Stored data
___

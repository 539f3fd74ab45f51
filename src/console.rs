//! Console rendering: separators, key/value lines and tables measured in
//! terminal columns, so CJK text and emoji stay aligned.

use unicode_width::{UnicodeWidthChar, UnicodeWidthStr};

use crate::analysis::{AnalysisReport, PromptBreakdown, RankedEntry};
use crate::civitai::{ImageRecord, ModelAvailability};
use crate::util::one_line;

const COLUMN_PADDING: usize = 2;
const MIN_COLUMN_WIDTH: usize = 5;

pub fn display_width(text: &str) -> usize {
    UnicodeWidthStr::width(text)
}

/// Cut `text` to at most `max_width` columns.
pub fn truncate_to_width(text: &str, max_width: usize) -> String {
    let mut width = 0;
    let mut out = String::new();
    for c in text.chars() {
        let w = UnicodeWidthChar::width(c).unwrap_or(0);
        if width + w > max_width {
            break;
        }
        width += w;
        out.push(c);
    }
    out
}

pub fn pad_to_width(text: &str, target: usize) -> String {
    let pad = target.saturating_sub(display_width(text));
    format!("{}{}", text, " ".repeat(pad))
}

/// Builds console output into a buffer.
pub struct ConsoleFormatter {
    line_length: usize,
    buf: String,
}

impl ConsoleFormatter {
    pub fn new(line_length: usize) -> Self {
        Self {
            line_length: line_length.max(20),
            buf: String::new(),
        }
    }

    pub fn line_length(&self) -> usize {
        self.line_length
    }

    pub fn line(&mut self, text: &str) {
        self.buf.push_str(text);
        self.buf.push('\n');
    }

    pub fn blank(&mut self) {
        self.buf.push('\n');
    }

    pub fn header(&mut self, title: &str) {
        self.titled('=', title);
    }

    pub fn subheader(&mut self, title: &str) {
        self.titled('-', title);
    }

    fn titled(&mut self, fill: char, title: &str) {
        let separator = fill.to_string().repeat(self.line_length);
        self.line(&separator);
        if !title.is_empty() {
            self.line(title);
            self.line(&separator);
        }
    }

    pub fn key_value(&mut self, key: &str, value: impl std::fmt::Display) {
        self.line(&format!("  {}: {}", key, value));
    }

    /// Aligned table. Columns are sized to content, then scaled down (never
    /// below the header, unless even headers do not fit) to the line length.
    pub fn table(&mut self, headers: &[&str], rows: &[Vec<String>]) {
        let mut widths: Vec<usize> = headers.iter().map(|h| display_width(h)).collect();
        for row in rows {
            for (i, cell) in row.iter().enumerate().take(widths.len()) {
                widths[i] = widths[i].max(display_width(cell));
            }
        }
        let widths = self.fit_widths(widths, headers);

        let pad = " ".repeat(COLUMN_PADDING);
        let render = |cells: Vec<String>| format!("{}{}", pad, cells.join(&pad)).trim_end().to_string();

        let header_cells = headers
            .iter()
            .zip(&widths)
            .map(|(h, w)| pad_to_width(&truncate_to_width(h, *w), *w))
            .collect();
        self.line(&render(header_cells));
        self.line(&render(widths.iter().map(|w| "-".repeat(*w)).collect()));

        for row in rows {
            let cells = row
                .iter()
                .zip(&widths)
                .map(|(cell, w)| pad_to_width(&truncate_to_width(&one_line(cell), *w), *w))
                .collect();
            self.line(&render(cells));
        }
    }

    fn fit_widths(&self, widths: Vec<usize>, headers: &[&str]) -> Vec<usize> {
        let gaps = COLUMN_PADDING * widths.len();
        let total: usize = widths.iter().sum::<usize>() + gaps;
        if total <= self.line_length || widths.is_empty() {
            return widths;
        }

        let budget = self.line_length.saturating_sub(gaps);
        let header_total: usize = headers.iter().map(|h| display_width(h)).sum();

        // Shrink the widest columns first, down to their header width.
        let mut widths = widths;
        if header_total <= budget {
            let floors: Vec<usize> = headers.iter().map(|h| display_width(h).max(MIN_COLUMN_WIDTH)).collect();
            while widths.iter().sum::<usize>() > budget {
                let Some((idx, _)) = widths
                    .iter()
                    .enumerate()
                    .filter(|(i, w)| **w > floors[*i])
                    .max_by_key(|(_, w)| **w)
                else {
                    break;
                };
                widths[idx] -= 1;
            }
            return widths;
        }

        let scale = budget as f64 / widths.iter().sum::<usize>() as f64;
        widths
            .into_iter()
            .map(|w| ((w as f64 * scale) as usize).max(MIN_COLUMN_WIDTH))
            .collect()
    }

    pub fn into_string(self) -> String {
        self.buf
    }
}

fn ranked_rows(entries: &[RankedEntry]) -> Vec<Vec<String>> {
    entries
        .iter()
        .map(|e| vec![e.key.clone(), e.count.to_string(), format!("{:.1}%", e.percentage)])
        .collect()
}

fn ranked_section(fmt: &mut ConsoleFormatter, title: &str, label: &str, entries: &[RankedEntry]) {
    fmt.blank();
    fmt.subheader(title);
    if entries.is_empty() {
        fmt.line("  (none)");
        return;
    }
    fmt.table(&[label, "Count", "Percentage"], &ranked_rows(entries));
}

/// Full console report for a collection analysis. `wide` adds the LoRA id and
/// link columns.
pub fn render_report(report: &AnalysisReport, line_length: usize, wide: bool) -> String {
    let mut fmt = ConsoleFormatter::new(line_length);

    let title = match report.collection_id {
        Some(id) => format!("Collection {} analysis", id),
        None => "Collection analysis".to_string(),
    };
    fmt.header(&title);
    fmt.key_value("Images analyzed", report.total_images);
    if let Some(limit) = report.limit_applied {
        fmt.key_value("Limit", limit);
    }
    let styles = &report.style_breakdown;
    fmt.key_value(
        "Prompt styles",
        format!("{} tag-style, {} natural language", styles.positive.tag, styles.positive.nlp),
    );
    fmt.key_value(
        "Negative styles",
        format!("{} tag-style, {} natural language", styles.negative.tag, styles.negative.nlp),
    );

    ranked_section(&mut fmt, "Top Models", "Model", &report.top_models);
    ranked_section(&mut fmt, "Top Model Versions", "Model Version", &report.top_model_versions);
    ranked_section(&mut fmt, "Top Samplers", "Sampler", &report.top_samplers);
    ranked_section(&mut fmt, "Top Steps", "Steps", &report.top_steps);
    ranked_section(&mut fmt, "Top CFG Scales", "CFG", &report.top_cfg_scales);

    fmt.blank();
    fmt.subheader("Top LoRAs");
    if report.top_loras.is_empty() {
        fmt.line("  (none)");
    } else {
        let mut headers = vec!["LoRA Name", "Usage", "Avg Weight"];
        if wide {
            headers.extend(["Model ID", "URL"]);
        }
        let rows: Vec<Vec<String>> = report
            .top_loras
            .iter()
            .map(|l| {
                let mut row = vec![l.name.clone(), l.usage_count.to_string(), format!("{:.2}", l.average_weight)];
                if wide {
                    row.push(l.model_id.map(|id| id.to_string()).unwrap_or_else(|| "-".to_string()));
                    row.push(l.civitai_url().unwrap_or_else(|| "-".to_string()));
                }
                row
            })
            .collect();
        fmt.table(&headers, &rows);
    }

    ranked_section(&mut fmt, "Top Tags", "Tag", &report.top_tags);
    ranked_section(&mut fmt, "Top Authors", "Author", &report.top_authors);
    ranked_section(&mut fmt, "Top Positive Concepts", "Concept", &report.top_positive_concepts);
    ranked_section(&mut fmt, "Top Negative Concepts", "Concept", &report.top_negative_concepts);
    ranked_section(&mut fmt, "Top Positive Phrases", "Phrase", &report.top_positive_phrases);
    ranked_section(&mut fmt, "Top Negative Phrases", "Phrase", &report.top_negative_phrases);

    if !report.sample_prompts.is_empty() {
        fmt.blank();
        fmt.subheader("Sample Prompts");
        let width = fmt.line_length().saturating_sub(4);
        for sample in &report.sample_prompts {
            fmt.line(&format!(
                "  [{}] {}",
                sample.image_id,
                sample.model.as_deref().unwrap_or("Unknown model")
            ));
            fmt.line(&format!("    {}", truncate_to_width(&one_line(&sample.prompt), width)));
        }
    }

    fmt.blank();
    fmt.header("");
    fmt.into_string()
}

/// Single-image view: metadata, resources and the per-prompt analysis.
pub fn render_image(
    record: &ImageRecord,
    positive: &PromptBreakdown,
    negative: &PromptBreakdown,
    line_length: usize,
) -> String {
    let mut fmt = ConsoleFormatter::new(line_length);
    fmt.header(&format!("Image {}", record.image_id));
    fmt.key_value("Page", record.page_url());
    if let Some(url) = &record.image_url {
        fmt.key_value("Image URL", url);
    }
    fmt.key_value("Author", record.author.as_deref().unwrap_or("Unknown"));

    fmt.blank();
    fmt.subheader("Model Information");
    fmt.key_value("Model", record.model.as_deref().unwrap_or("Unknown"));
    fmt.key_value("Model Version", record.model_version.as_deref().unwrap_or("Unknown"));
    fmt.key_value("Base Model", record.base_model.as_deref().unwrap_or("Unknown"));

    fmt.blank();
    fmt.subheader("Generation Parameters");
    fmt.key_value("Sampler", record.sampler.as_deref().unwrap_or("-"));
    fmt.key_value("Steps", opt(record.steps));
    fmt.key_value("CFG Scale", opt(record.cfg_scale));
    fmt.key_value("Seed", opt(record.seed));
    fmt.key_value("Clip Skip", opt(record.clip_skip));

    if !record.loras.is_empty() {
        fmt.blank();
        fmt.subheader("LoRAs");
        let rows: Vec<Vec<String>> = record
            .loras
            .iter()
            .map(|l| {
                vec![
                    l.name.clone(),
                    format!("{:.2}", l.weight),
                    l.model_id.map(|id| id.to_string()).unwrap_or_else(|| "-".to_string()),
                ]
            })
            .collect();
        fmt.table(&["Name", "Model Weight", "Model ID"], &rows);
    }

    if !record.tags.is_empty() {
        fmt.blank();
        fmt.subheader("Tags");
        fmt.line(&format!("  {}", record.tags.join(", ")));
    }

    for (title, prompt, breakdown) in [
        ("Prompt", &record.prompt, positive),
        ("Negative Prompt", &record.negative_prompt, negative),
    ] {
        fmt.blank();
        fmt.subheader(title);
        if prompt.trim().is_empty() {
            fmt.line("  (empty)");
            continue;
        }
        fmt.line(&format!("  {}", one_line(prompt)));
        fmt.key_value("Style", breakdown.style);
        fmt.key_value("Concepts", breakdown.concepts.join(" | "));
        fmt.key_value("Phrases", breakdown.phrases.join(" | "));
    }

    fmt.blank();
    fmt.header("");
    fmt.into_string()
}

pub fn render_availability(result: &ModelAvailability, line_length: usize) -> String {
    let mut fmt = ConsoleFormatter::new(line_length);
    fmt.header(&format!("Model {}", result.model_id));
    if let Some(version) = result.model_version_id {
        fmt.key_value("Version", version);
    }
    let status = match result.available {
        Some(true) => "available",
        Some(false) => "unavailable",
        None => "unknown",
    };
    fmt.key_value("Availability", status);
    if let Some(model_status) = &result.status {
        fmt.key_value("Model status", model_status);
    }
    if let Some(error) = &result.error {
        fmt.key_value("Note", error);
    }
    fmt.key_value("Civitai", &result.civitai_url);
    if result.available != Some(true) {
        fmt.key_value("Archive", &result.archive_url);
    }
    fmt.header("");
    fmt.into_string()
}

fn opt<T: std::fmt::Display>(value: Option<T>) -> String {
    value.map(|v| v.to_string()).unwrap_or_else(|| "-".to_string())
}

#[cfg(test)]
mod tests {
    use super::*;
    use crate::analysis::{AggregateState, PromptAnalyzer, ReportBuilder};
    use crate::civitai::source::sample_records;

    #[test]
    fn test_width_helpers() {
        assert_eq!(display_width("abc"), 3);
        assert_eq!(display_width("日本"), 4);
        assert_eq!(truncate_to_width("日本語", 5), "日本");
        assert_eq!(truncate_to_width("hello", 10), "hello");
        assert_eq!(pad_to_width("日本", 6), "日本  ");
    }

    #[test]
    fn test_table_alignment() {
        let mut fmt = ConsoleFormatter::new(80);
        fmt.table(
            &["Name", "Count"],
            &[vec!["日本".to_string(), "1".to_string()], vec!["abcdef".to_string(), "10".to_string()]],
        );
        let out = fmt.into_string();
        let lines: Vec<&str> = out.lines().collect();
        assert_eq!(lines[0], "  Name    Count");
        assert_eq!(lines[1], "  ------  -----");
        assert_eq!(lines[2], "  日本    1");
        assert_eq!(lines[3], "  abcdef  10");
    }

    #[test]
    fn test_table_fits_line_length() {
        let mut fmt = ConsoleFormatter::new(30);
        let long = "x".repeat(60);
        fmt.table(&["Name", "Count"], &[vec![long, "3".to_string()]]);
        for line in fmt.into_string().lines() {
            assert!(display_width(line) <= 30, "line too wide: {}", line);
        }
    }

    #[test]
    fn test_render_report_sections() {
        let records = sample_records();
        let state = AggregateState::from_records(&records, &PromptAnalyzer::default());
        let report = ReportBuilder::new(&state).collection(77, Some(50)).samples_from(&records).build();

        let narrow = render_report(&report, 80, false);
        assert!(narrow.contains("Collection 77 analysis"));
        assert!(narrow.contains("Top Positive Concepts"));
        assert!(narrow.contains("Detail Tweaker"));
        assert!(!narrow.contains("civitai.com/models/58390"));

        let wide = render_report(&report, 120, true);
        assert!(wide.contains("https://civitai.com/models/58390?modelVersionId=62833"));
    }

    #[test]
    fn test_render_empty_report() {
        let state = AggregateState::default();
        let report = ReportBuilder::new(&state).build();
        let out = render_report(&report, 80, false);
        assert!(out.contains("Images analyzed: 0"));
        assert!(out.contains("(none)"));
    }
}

___

- _EXERCISE OBJECTIVE_:
Find and copy each line of the data where "UnicodeWidthStr" is present.

- _SOLUTION FOR THIS TASK_:
use unicode_width::{UnicodeWidthChar, UnicodeWidthStr};
    UnicodeWidthStr::width(text)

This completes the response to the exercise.